The early Quakers, they agreed in a certain sense with the idea that the scriptures … Like I said, the scriptures are dangerous in the hands of people who are not qualified to read them. But the qualification is not education. The qualification is not the imprimatur of an ecclesiastical institution.
Mackenzie: Right.
Micah: It is the presence of the Holy Spirit that qualifies us to read the scriptures properly.
Mackenzie: Mm-hmm (affirmative). Right. Which can be hard to verify.
Micah: Yeah. Right, yeah.
Mackenzie: That’s not exactly subject to outside verification the way a Master’s of Divinity is.

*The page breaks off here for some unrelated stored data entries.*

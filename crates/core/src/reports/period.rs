//! Report periods and their date windows.
//!
//! Every window is inclusive on both ends and is computed from "today" in the
//! shop's time zone. Each period has its own window function so adding a
//! variant forces a decision here.

use chrono::{Datelike, Days, Months, NaiveDate};

use super::error::ReportError;

/// An inclusive range of calendar days.
#[derive(Debug, Clone, Copy, PartialEq, Eq, Hash)]
pub struct DateWindow {
    start: NaiveDate,
    end: NaiveDate,
}

impl DateWindow {
    /// Creates a window from `start` to `end`, both inclusive.
    ///
    /// # Errors
    ///
    /// Returns `ReportError::InvertedRange` if `end` is before `start`.
    pub fn new(start: NaiveDate, end: NaiveDate) -> Result<Self, ReportError> {
        if end < start {
            return Err(ReportError::InvertedRange { start, end });
        }
        Ok(Self { start, end })
    }

    /// First day in the window.
    #[must_use]
    pub const fn start(&self) -> NaiveDate {
        self.start
    }

    /// Last day in the window.
    #[must_use]
    pub const fn end(&self) -> NaiveDate {
        self.end
    }

    /// Returns true if `date` falls inside the window.
    #[must_use]
    pub fn contains(&self, date: NaiveDate) -> bool {
        date >= self.start && date <= self.end
    }
}

/// Reporting bucket selected on the dashboard.
#[derive(Debug, Clone, Copy, PartialEq, Eq, Hash)]
pub enum ReportPeriod {
    /// Same calendar month as today.
    CurrentMonth,
    /// The calendar month before this one.
    LastMonth,
    /// First day of the month two months back, through today.
    LastThreeMonths,
    /// First day of the month five months back, through today.
    LastSixMonths,
    /// January 1 through today.
    YearToDate,
    /// The whole previous calendar year.
    LastYear,
    /// A caller-supplied range; without one, nothing is filtered out.
    Custom(Option<DateWindow>),
}

impl ReportPeriod {
    /// Tag used by the dashboard for this period.
    #[must_use]
    pub const fn tag(&self) -> &'static str {
        match self {
            Self::CurrentMonth => "current-month",
            Self::LastMonth => "last-month",
            Self::LastThreeMonths => "last-3-months",
            Self::LastSixMonths => "last-6-months",
            Self::YearToDate => "year-to-date",
            Self::LastYear => "last-year",
            Self::Custom(_) => "custom",
        }
    }

    /// Window for this period as seen on `today`, or `None` when the period
    /// does not restrict dates.
    #[must_use]
    pub fn window(&self, today: NaiveDate) -> Option<DateWindow> {
        match self {
            Self::CurrentMonth => Some(current_month(today)),
            Self::LastMonth => Some(last_month(today)),
            Self::LastThreeMonths => Some(trailing_months(today, 3)),
            Self::LastSixMonths => Some(trailing_months(today, 6)),
            Self::YearToDate => Some(year_to_date(today)),
            Self::LastYear => Some(last_year(today)),
            Self::Custom(range) => *range,
        }
    }
}

impl std::fmt::Display for ReportPeriod {
    fn fmt(&self, f: &mut std::fmt::Formatter<'_>) -> std::fmt::Result {
        f.write_str(self.tag())
    }
}

impl std::str::FromStr for ReportPeriod {
    type Err = ReportError;

    /// Parses a dashboard tag. `custom` parses to a custom period without a
    /// range; attach one with [`ReportPeriod::Custom`].
    fn from_str(s: &str) -> Result<Self, Self::Err> {
        match s.trim().to_ascii_lowercase().as_str() {
            "current-month" => Ok(Self::CurrentMonth),
            "last-month" => Ok(Self::LastMonth),
            "last-3-months" => Ok(Self::LastThreeMonths),
            "last-6-months" => Ok(Self::LastSixMonths),
            "year-to-date" => Ok(Self::YearToDate),
            "last-year" => Ok(Self::LastYear),
            "custom" => Ok(Self::Custom(None)),
            _ => Err(ReportError::UnknownPeriod(s.to_string())),
        }
    }
}

fn start_of_month(date: NaiveDate) -> NaiveDate {
    date - Days::new(u64::from(date.day0()))
}

fn start_of_year(date: NaiveDate) -> NaiveDate {
    date - Days::new(u64::from(date.ordinal0()))
}

fn end_of_month(date: NaiveDate) -> NaiveDate {
    start_of_month(date)
        .checked_add_months(Months::new(1))
        .and_then(|next| next.pred_opt())
        .unwrap_or(NaiveDate::MAX)
}

fn current_month(today: NaiveDate) -> DateWindow {
    DateWindow {
        start: start_of_month(today),
        end: end_of_month(today),
    }
}

fn last_month(today: NaiveDate) -> DateWindow {
    let end = start_of_month(today).pred_opt().unwrap_or(NaiveDate::MIN);
    DateWindow {
        start: start_of_month(end),
        end,
    }
}

fn trailing_months(today: NaiveDate, months: u32) -> DateWindow {
    let start = start_of_month(today)
        .checked_sub_months(Months::new(months.saturating_sub(1)))
        .unwrap_or(NaiveDate::MIN);
    DateWindow { start, end: today }
}

fn year_to_date(today: NaiveDate) -> DateWindow {
    DateWindow {
        start: start_of_year(today),
        end: today,
    }
}

fn last_year(today: NaiveDate) -> DateWindow {
    let end = start_of_year(today).pred_opt().unwrap_or(NaiveDate::MIN);
    DateWindow {
        start: start_of_year(end),
        end,
    }
}

#[cfg(test)]
mod tests {
    use super::*;
    use rstest::rstest;
    use std::str::FromStr;

    fn date(y: i32, m: u32, d: u32) -> NaiveDate {
        NaiveDate::from_ymd_opt(y, m, d).unwrap()
    }

    fn window(period: ReportPeriod, today: NaiveDate) -> (NaiveDate, NaiveDate) {
        let w = period.window(today).unwrap();
        (w.start(), w.end())
    }

    #[test]
    fn test_current_month() {
        assert_eq!(
            window(ReportPeriod::CurrentMonth, date(2026, 10, 17)),
            (date(2026, 10, 1), date(2026, 10, 31))
        );
        assert_eq!(
            window(ReportPeriod::CurrentMonth, date(2028, 2, 10)),
            (date(2028, 2, 1), date(2028, 2, 29))
        );
    }

    #[test]
    fn test_last_month_rolls_over_year() {
        assert_eq!(
            window(ReportPeriod::LastMonth, date(2026, 1, 15)),
            (date(2025, 12, 1), date(2025, 12, 31))
        );
        assert_eq!(
            window(ReportPeriod::LastMonth, date(2026, 3, 31)),
            (date(2026, 2, 1), date(2026, 2, 28))
        );
    }

    #[rstest]
    #[case(ReportPeriod::LastThreeMonths, date(2026, 10, 17), date(2026, 8, 1))]
    #[case(ReportPeriod::LastThreeMonths, date(2026, 2, 3), date(2025, 12, 1))]
    #[case(ReportPeriod::LastSixMonths, date(2026, 10, 17), date(2026, 5, 1))]
    #[case(ReportPeriod::LastSixMonths, date(2026, 3, 31), date(2025, 10, 1))]
    fn test_trailing_months(
        #[case] period: ReportPeriod,
        #[case] today: NaiveDate,
        #[case] start: NaiveDate,
    ) {
        assert_eq!(window(period, today), (start, today));
    }

    #[test]
    fn test_year_to_date() {
        assert_eq!(
            window(ReportPeriod::YearToDate, date(2026, 10, 17)),
            (date(2026, 1, 1), date(2026, 10, 17))
        );
        assert_eq!(
            window(ReportPeriod::YearToDate, date(2026, 1, 1)),
            (date(2026, 1, 1), date(2026, 1, 1))
        );
    }

    #[test]
    fn test_last_year() {
        assert_eq!(
            window(ReportPeriod::LastYear, date(2026, 10, 17)),
            (date(2025, 1, 1), date(2025, 12, 31))
        );
    }

    #[test]
    fn test_custom_window() {
        let range = DateWindow::new(date(2026, 4, 1), date(2026, 6, 30)).unwrap();
        assert_eq!(
            ReportPeriod::Custom(Some(range)).window(date(2026, 10, 17)),
            Some(range)
        );
        assert_eq!(ReportPeriod::Custom(None).window(date(2026, 10, 17)), None);
    }

    #[test]
    fn test_inverted_custom_range_rejected() {
        let err = DateWindow::new(date(2026, 6, 30), date(2026, 4, 1)).unwrap_err();
        assert_eq!(err.error_code(), "INVERTED_RANGE");
    }

    #[test]
    fn test_single_day_window() {
        let w = DateWindow::new(date(2026, 4, 1), date(2026, 4, 1)).unwrap();
        assert!(w.contains(date(2026, 4, 1)));
        assert!(!w.contains(date(2026, 4, 2)));
        assert!(!w.contains(date(2026, 3, 31)));
    }

    #[test]
    fn test_tags_round_trip() {
        for period in [
            ReportPeriod::CurrentMonth,
            ReportPeriod::LastMonth,
            ReportPeriod::LastThreeMonths,
            ReportPeriod::LastSixMonths,
            ReportPeriod::YearToDate,
            ReportPeriod::LastYear,
            ReportPeriod::Custom(None),
        ] {
            assert_eq!(ReportPeriod::from_str(period.tag()).unwrap(), period);
            assert_eq!(period.to_string(), period.tag());
        }
    }

    #[test]
    fn test_unknown_tag() {
        assert_eq!(
            ReportPeriod::from_str("last-decade"),
            Err(ReportError::UnknownPeriod("last-decade".to_string()))
        );
    }
}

Micah: That’s right. That’s right. Which is why, if you haven’t listened to it yet, our last episode was about tests of discernment and those are really the tools of the trade for Quakers in discerning whether leadings are coming from the Holy Spirit. Every church, certainly in the Roman Catholic Church and Eastern Orthodox, any other church, Anglican, they’re doing a discernment process. Their bishops and priests and their laypeople are going through discernment processes-
Mackenzie: Yeah. How do they pick the new Pope, right?
Micah: Right. They’re doing discernment. For Quakers, the collective discernment of the whole community of believers is incredibly important because there’s no special set aside leadership cast of people that can basically do that discernment for them.
Mackenzie: Mm-hmm (affirmative).
Micah: The whole community of believers need to show up and do the work.